Jerry Tarkanian's greatest loss might have been George Gervin

Jerry Tarkanian's greatest loss might have been George Gervin
Former San Antonio Spurs and ABA star George Gervin acknowledges the crowd before Game 1 of the 1999 NBA Finals between the Spurs and New York Knicks at the Alamodome in San Antonio, Texas. (Todd Warshaw / Allsport)

How many points would Hall of Famer George Gervin have been worth for Long Beach State in an NCAA tournament game?

It's a what-might-have-been question 49ers fans could ask.


Three, maybe?

Former UNLV Coach Jerry Tarkanian died Wednesday. For five seasons he was Long Beach State's coach, winning 122 games in the shadow of UCLA's John Wooden. All seven of the 49ers' NCAA tournament victories came during the Tarkanian era.

But the 49ers lost to the Bruins three times in the NCAA tournament, including a 57-55 defeat in the 1971 Western Regional final. Had it not been for a bout of homesickness, things might have been different.

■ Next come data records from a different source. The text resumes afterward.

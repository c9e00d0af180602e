//! SSH-HTTP bridge (v1)
//!
//! # Architecture Overview
//!
//! ```text
//!   SSH client                          BRIDGE
//!   ──────────┐   ┌──────────┐   ┌────────────┐   ┌──────────────┐
//!   TCP conn ─┼──▶│   net    │──▶│    ssh     │──▶│   tunnel     │
//!             │   │ listener │   │ session    │   │ channel (×N) │
//!             │   └──────────┘   └────────────┘   └──────┬───────┘
//!             │                                          │ envelope
//!             │                                          ▼
//!             │   ┌──────────┐   ┌────────────┐   ┌──────────────┐
//!   body   ◀──┼───│  relay   │◀──│  handler   │◀──│   routing    │
//!             │   └──────────┘   └────────────┘   │   table      │
//!   ──────────┘                                   └──────────────┘
//! ```
//!
//! Built-in routes: `/status` and `/echo`.

use std::path::PathBuf;
use std::process::ExitCode;

use clap::Parser;
use ssh_http_bridge::config::{read_config, validate_config, BridgeConfig};
use ssh_http_bridge::http::BuiltinRoutes;
use ssh_http_bridge::lifecycle;
use ssh_http_bridge::observability::logging;

#[derive(Parser)]
#[command(name = "ssh-http-bridge")]
#[command(about = "Serve HTTP routes over SSH channels", long_about = None)]
struct Args {
    /// TOML configuration file
    #[arg(short, long)]
    config: Option<PathBuf>,

    /// Override `listener.bind_address`
    #[arg(short, long)]
    bind: Option<String>,

    /// Override `observability.log_level`
    #[arg(long)]
    log_level: Option<String>,

    /// Accept `none` authentication
    #[arg(long)]
    allow_anonymous: bool,
}

#[tokio::main]
async fn main() -> ExitCode {
    let args = Args::parse();

    let mut config = match &args.config {
        Some(path) => match read_config(path) {
            Ok(config) => config,
            Err(e) => {
                eprintln!("failed to load {}: {e}", path.display());
                return ExitCode::FAILURE;
            }
        },
        None => BridgeConfig::default(),
    };

    if let Some(bind) = args.bind {
        config.listener.bind_address = bind;
    }
    if let Some(level) = args.log_level {
        config.observability.log_level = level;
    }
    if args.allow_anonymous {
        config.auth.allow_anonymous = true;
    }
    if let Err(errors) = validate_config(&config) {
        for error in errors {
            eprintln!("invalid configuration: {error}");
        }
        return ExitCode::FAILURE;
    }

    if let Err(e) = logging::init_logging(&config.observability) {
        eprintln!("failed to initialize logging: {e}");
        return ExitCode::FAILURE;
    }

    tracing::info!(
        version = env!("CARGO_PKG_VERSION"),
        bind_address = %config.listener.bind_address,
        max_connections = config.listener.max_connections,
        max_payload_bytes = config.tunnel.max_payload_bytes,
        "ssh-http-bridge starting"
    );

    match lifecycle::run(config, BuiltinRoutes).await {
        Ok(()) => ExitCode::SUCCESS,
        Err(e) => {
            tracing::error!(error = %e, "Bridge failed");
            ExitCode::FAILURE
        }
    }
}
//! Trophic is a layout and flow-geometry engine for trophic network diagrams.
//!
//! A network is an ordered stack of levels. Each level is split horizontally into bands, one
//! per species, proportional to its population; flow triangles connect every species to the
//! species of the previous level that occupy it.
//!
//! # Pipeline overview
//!
//! 1. **Validate**: `Network -> Result<(), Defects>` (every shape and sum defect, in one sweep)
//! 2. **Partition**: `Level -> Vec<RectangleGeometry>` (independent per level, run on rayon)
//! 3. **Flow**: adjacent partitions + `OccupationMatrix -> Vec<FlowPolygon>`
//! 4. **Draw** (optional): `Scene -> DrawOp`s replayed into a [`SceneSink`]
//!
//! The engines are pure: they read levels and return fresh geometry, so re-running them on the
//! same input yields identical output. Drawing itself is left to the caller's surface.
#![forbid(unsafe_code)]

mod foundation;
mod layout;
mod network;
mod scene;
mod validate;

pub use foundation::core::{BezPath, Canvas, ColorPair, ColorToken, LabelFont, Point, Rect};
pub use foundation::error::{TrophicError, TrophicResult};
pub use foundation::math::StochasticTolerance;
pub use layout::color::{Palette, resolve_colors};
pub use layout::flow::{FlowPolygon, Orientation, flow_origins, flows};
pub use layout::partition::{Edge, RectangleGeometry, Strip, partition};
pub use network::config::{NetworkConfig, Stacking};
pub use network::dsl::{LevelBuilder, NetworkBuilder};
pub use network::model::{Level, Network, NetworkDocument, OccupationMatrix};
pub use scene::assemble::{LevelScene, LinkScene, Scene, SpeciesBox, assemble_network};
pub use scene::draw::{DrawOp, SceneSink, compile_ops, draw_scene};
pub use validate::{Defect, DefectKind, Defects, validate_network};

Gervin, who scored 20,708 points in 10 NBA seasons, was a freshman at Long Beach State in 1969. But he wasn't happy

Gervin didn't much like life in Long Beach. After the first couple of weeks, he missed home and his girlfriend. Tarkanian recognized the problem, having seen it many times before. He wasn't about to let Gervin slip through his hands without trying something.

"We knew George was homesick and his girlfriend kept calling him," Tarkanian said in 1988. "We told his roommate to look after him over the weekend and to call me or an assistant if there were any problems."

The roommate and teammate, Eric McWilliams, was to keep Gervin happy -- at any cost.

The instructions seemed simple. Stick with George. George wants to go to the movies? Make sure he gets there and back. George wants to go out to dinner? Go ahead, and treat him, if you have to.

Tarkanian returned Monday morning, and guess what? No George.

McWilliams had followed instructions perfectly, too perfectly. When Gervin asked McWilliams to take him to the airport, McWilliams complied. Gervin hopped a plane back to Michigan. He transferred to Eastern Michigan, where he set the school's single-season scoring record. He then jumped to stardom in the American Basketball Assn. and NBA.

Had he not, Long Beach would have had Gervin and All-American Ed Ratleff on the court when they faced the Bruins in 1971.

Long Beach State had a seven-point lead with five minutes left in the game when Ratleff fouled out in a call he has disputed. The Bruins rallied and went on to win a sixth NCAA title.

"I got called for a foul in which I didn't do anything," Ratleff said in a 2008 story from the Long Beach State website. "Very strange call. It was my fifth, and I was out of the game. But we still had a chance to win. We had the ball late with the score tied, and Dwight Taylor had a wide open jump shot. But he missed it, UCLA got the rebound, and scored. And the Bruins wound up winning by two points. What I also remember about that game is that we didn't get a lot of calls, especially in the second half. I later was told [UCLA Athletic Director] J.D. Morgan got on the officials pretty good as they walked off the floor for the halftime intermission."

That might not have mattered if Gervin had not been homesick.